======== ENTRIES SHOWN ========
//! Element shell: configuration access, lifecycle, sink and source ports.

use std::sync::Arc;
use std::sync::atomic::Ordering;
use std::thread::JoinHandle;
use std::time::{Duration, Instant};

use bytes::Bytes;
use parking_lot::Mutex;
use tokio::sync::Notify;
use tracing::{debug, info, warn};

use crate::caps::{AudioParams, Caps};
use crate::config::TransceiverConfig;
use crate::error::{FlowError, TransceiverError, TransceiverResult};
use crate::pacer;
use crate::pipeline::{Downstream, LatencyInfo, MonotonicClock, PipelineClock, StreamEvent};
use crate::state::{ConnectionState, SharedState, TimingState};
use crate::transport::worker;

/// How long entering `Prepared` waits for the first connection. A timeout is
/// not fatal; the element stays usable while reconnect attempts proceed.
const CONNECT_WAIT: Duration = Duration::from_secs(5);

/// Slice for lifecycle condition waits.
const WAIT_SLICE: Duration = Duration::from_millis(100);

/// Lifecycle position of the element.
#[derive(Debug, Clone, Copy, PartialEq, Eq, PartialOrd, Ord)]
pub enum ElementState {
    /// Nothing is running.
    Inactive,
    /// The WebSocket worker is up (or reconnecting).
    Prepared,
    /// The output pacer is delivering audio downstream.
    Paused,
}

/// Snapshot of the transport connection.
#[derive(Debug, Clone, Copy, PartialEq, Eq)]
pub enum ConnectionStatus {
    /// No connection and no attempt in flight.
    Disconnected,
    /// A handshake is in flight.
    Connecting {
        /// Reconnect attempts made so far this activation.
        attempt: u32,
    },
    /// The transport is up.
    Connected,
    /// The connection is shutting down.
    Closing,
    /// The connection ended; the reconnect policy decides what happens next.
    Closed,
}

/// Bidirectional WebSocket audio transceiver.
///
/// Audio units presented through [`chain`](Self::chain) are sent to the
/// remote as binary WebSocket frames; binary frames received from the remote
/// are queued and delivered to the linked [`Downstream`] at a steady cadence.
/// See the crate documentation for the full dataflow picture.
pub struct WsTransceiver {
    config: Mutex<TransceiverConfig>,
    shared: Arc<SharedState>,
    lifecycle: Mutex<Lifecycle>,
}

struct Lifecycle {
    state: ElementState,
    ws_thread: Option<JoinHandle<()>>,
    pacer_thread: Option<JoinHandle<()>>,
    shutdown: Arc<Notify>,
}

impl WsTransceiver {
    /// Create an element with the given configuration. Validation happens on
    /// entry to `Prepared`, not here.
    pub fn new(config: TransceiverConfig) -> Self {
        let shared = Arc::new(SharedState::new(&config));
        Self {
            config: Mutex::new(config),
            shared,
            lifecycle: Mutex::new(Lifecycle {
                state: ElementState::Inactive,
                ws_thread: None,
                pacer_thread: None,
                shutdown: Arc::new(Notify::new()),
            }),
        }
    }

    /// Snapshot of the current configuration.
    pub fn config(&self) -> TransceiverConfig {
        self.config.lock().clone()
    }

    /// Set the WebSocket URI. Ignored once the transport is running.
    pub fn set_uri(&self, uri: impl Into<String>) {
        if !self.transport_config_mutable() {
            return;
        }
        self.config.lock().uri = Some(uri.into());
    }

    /// Set the audio sample rate; the derived frame size follows. Once caps
    /// are negotiated the active parameters are frozen until the next
    /// lifecycle reset.
    pub fn set_sample_rate(&self, rate: u32) {
        self.config.lock().sample_rate = rate;
        let mut state = self.shared.state.lock();
        if !state.caps_ready {
            state.params.rate = rate;
        }
    }

    /// Set the channel count; the derived frame size follows.
    pub fn set_channels(&self, channels: u32) {
        self.config.lock().channels = channels;
        let mut state = self.shared.state.lock();
        if !state.caps_ready {
            state.params.channels = channels;
        }
    }

    /// Set the frame duration; the derived frame size follows.
    pub fn set_frame_duration_ms(&self, frame_duration_ms: u32) {
        self.config.lock().frame_duration_ms = frame_duration_ms;
        let mut state = self.shared.state.lock();
        if !state.caps_ready {
            state.params.frame_duration_ms = frame_duration_ms;
        }
    }

    /// Set the receive queue capacity.
    pub fn set_max_queue_size(&self, max_queue_size: usize) {
        self.config.lock().max_queue_size = max_queue_size;
        self.shared.queue.set_capacity(max_queue_size);
    }

    /// Set the jitter reserve size (0 disables it).
    pub fn set_initial_buffer_count(&self, count: usize) {
        self.config.lock().initial_buffer_count = count;
    }

    /// Configure the reconnect policy. Ignored once the transport is running.
    pub fn set_reconnect_policy(
        &self,
        enabled: bool,
        initial_delay_ms: u64,
        max_backoff_ms: u64,
        max_reconnects: u32,
    ) {
        if !self.transport_config_mutable() {
            return;
        }
        let mut config = self.config.lock();
        config.reconnect_enabled = enabled;
        config.initial_reconnect_delay_ms = initial_delay_ms;
        config.max_backoff_ms = max_backoff_ms;
        config.max_reconnects = max_reconnects;
    }

    fn transport_config_mutable(&self) -> bool {
        let state = self.lifecycle.lock().state;
        if state != ElementState::Inactive {
            warn!(?state, "transport options are frozen while active, ignoring");
            return false;
        }
        true
    }

    /// Current lifecycle state.
    pub fn state(&self) -> ElementState {
        self.lifecycle.lock().state
    }

    /// Walk the lifecycle to `target`, applying every intermediate
    /// transition in order.
    pub fn set_state(&self, target: ElementState) -> TransceiverResult<()> {
        let mut lifecycle = self.lifecycle.lock();
        while lifecycle.state != target {
            match (lifecycle.state, target) {
                (ElementState::Inactive, _) => {
                    self.prepare(&mut lifecycle)?;
                    lifecycle.state = ElementState::Prepared;
                }
                (ElementState::Prepared, ElementState::Paused) => {
                    self.start_pacer(&mut lifecycle)?;
                    lifecycle.state = ElementState::Paused;
                }
                (ElementState::Prepared, _) => {
                    self.stop_transport(&mut lifecycle);
                    lifecycle.state = ElementState::Inactive;
                }
                (ElementState::Paused, _) => {
                    self.stop_pacer(&mut lifecycle);
                    lifecycle.state = ElementState::Prepared;
                }
            }
        }
        Ok(())
    }

    /// Inactive to Prepared: validate, start the WebSocket worker, wait a
    /// bounded time for the first connection.
    fn prepare(&self, lifecycle: &mut Lifecycle) -> TransceiverResult<()> {
        let config = self.config.lock().clone();
        config.validate()?;

        {
            let mut state = self.shared.state.lock();
            state.connection = ConnectionState::Disconnected;
            state.connected = false;
        }
        self.shared.transport_gone.store(false, Ordering::SeqCst);

        lifecycle.shutdown = Arc::new(Notify::new());
        self.shared.ws_running.store(true, Ordering::SeqCst);
        let handle = worker::spawn(self.shared.clone(), config, lifecycle.shutdown.clone())
            .map_err(|e| {
                self.shared.ws_running.store(false, Ordering::SeqCst);
                TransceiverError::Transport(format!("failed to spawn websocket worker: {e}"))
            })?;
        lifecycle.ws_thread = Some(handle);

        let deadline = Instant::now() + CONNECT_WAIT;
        let mut state = self.shared.state.lock();
        while !state.connected && !self.shared.is_transport_gone() {
            let now = Instant::now();
            if now >= deadline {
                warn!(
                    timeout_s = CONNECT_WAIT.as_secs(),
                    "websocket not connected yet, continuing while reconnects proceed"
                );
                break;
            }
            let remaining = deadline - now;
            self.shared
                .connect_cond
                .wait_for(&mut state, remaining.min(WAIT_SLICE));
        }
        Ok(())
    }

    /// Prepared to Paused: reset the per-activation flags, install a clock
    /// if the host never provided one, start the pacer.
    fn start_pacer(&self, lifecycle: &mut Lifecycle) -> TransceiverResult<()> {
        {
            let mut state = self.shared.state.lock();
            state.eos_sent = false;
            state.caps_ready = false;
        }

        {
            let mut clock = self.shared.clock.lock();
            if clock.is_none() {
                info!("no pipeline clock provided, using the monotonic clock");
                *clock = Some(Arc::new(MonotonicClock::new()));
            }
        }

        let config = self.config.lock().clone();
        self.shared.pacer_running.store(true, Ordering::SeqCst);
        let handle = pacer::spawn(self.shared.clone(), config).map_err(|e| {
            self.shared.pacer_running.store(false, Ordering::SeqCst);
            TransceiverError::Transport(format!("failed to spawn output pacer: {e}"))
        })?;
        lifecycle.pacer_thread = Some(handle);
        Ok(())
    }

    /// Paused to Prepared: stop and join the pacer, reset timing.
    fn stop_pacer(&self, lifecycle: &mut Lifecycle) {
        self.shared.pacer_running.store(false, Ordering::SeqCst);
        self.shared.broadcast_all();
        if let Some(handle) = lifecycle.pacer_thread.take() {
            if handle.join().is_err() {
                warn!("output pacer panicked");
            }
        }
        *self.shared.timing.lock() = TimingState::default();
        debug!("output pacer joined, timing reset");
    }

    /// Prepared to Inactive: stop and join the worker, drain the queue,
    /// clear connection state.
    fn stop_transport(&self, lifecycle: &mut Lifecycle) {
        self.shared.ws_running.store(false, Ordering::SeqCst);
        lifecycle.shutdown.notify_waiters();
        lifecycle.shutdown.notify_one();
        if let Some(handle) = lifecycle.ws_thread.take() {
            if handle.join().is_err() {
                warn!("websocket worker panicked");
            }
        }

        let drained = self.shared.queue.flush();
        if drained > 0 {
            debug!(drained, "receive queue drained at teardown");
        }

        let mut state = self.shared.state.lock();
        state.connection = ConnectionState::Disconnected;
        state.connected = false;
        state.eos_sent = false;
        state.caps_ready = false;
        drop(state);
        self.shared.transport_gone.store(false, Ordering::SeqCst);
        debug!("websocket worker joined, connection state cleared");
    }

    /// Link the downstream consumer of the source port.
    pub fn set_downstream(&self, downstream: Arc<dyn Downstream>) {
        *self.shared.downstream.lock() = Some(downstream);
    }

    /// Provide the pipeline clock the pacer schedules against.
    pub fn set_clock(&self, clock: Arc<dyn PipelineClock>) {
        *self.shared.clock.lock() = Some(clock);
    }

    /// Answer a latency query: the element is live, with one frame of
    /// minimum latency and a full queue of maximum latency.
    pub fn latency(&self) -> LatencyInfo {
        let config = self.config.lock();
        let frame = config.frame_duration();
        LatencyInfo {
            live: true,
            min: frame,
            max: frame * config.max_queue_size as u32,
        }
    }

    /// Handle an event arriving on the sink port.
    ///
    /// Caps are resolved and mirrored onto the source port. End-of-stream is
    /// absorbed: the input stream ending says nothing about the remote, so
    /// source EOS follows only from transport close.
    pub fn sink_event(&self, event: StreamEvent) -> TransceiverResult<()> {
        match event {
            StreamEvent::Caps(caps) => self.apply_caps(caps),
            StreamEvent::Eos => {
                info!("sink eos absorbed, source eos follows the transport");
                Ok(())
            }
            other => {
                debug!(event = ?other, "sink event accepted");
                Ok(())
            }
        }
    }

    fn apply_caps(&self, caps: Caps) -> TransceiverResult<()> {
        let frame_duration_ms = self.config.lock().frame_duration_ms;
        let params = AudioParams::from_caps(&caps, frame_duration_ms)?;
        info!(
            media_type = %params.media_type,
            rate = params.rate,
            channels = params.channels,
            bytes_per_sample = params.bytes_per_sample,
            frame_size = params.frame_size_bytes(),
            "caps negotiated"
        );

        {
            let mut state = self.shared.state.lock();
            state.params = params;
            state.src_caps = Some(caps);
            state.caps_ready = true;
        }
        self.shared.caps_cond.notify_all();
        Ok(())
    }

    /// Accept one audio unit on the sink port and forward it to the remote
    /// as a binary frame.
    ///
    /// Never creates backpressure: when the transport is down the unit is
    /// dropped and `Ok` is returned, so upstream keeps flowing.
    pub fn chain(&self, data: Bytes) -> Result<(), FlowError> {
        let handle = {
            let state = self.shared.state.lock();
            if state.connected {
                state.connection.handle()
            } else {
                None
            }
        };

        // Lock released before any I/O.
        match handle {
            Some(handle) => {
                handle.try_send(data);
            }
            None => {
                debug!("websocket not connected, dropping buffer");
            }
        }
        Ok(())
    }

    /// Whether the transport is currently connected.
    pub fn is_connected(&self) -> bool {
        self.shared.state.lock().connected
    }

    /// Snapshot of the transport connection state.
    pub fn connection_status(&self) -> ConnectionStatus {
        match &self.shared.state.lock().connection {
            ConnectionState::Disconnected => ConnectionStatus::Disconnected,
            ConnectionState::Connecting { attempt } => ConnectionStatus::Connecting {
                attempt: *attempt,
            },
            ConnectionState::Connected(_) => ConnectionStatus::Connected,
            ConnectionState::Closing => ConnectionStatus::Closing,
            ConnectionState::Closed => ConnectionStatus::Closed,
        }
    }

    /// Negotiated audio parameters (pre-negotiation values before caps).
    pub fn audio_params(&self) -> AudioParams {
        self.shared.state.lock().params.clone()
    }

    /// Current receive queue statistics.
    pub fn queue_stats(&self) -> crate::queue::QueueStats {
        self.shared.queue.stats()
    }
}

impl Drop for WsTransceiver {
    fn drop(&mut self) {
        let _ = self.set_state(ElementState::Inactive);
    }
}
========
Give back, verbatim, the lines from the top of the entries above through the line containing "use crate::transport::worker;".

* [EXPECTED OUTPUT]
//! Element shell: configuration access, lifecycle, sink and source ports.

use std::sync::Arc;
use std::sync::atomic::Ordering;
use std::thread::JoinHandle;
use std::time::{Duration, Instant};

use bytes::Bytes;
use parking_lot::Mutex;
use tokio::sync::Notify;
use tracing::{debug, info, warn};

use crate::caps::{AudioParams, Caps};
use crate::config::TransceiverConfig;
use crate::error::{FlowError, TransceiverError, TransceiverResult};
use crate::pacer;
use crate::pipeline::{Downstream, LatencyInfo, MonotonicClock, PipelineClock, StreamEvent};
use crate::state::{ConnectionState, SharedState, TimingState};
use crate::transport::worker;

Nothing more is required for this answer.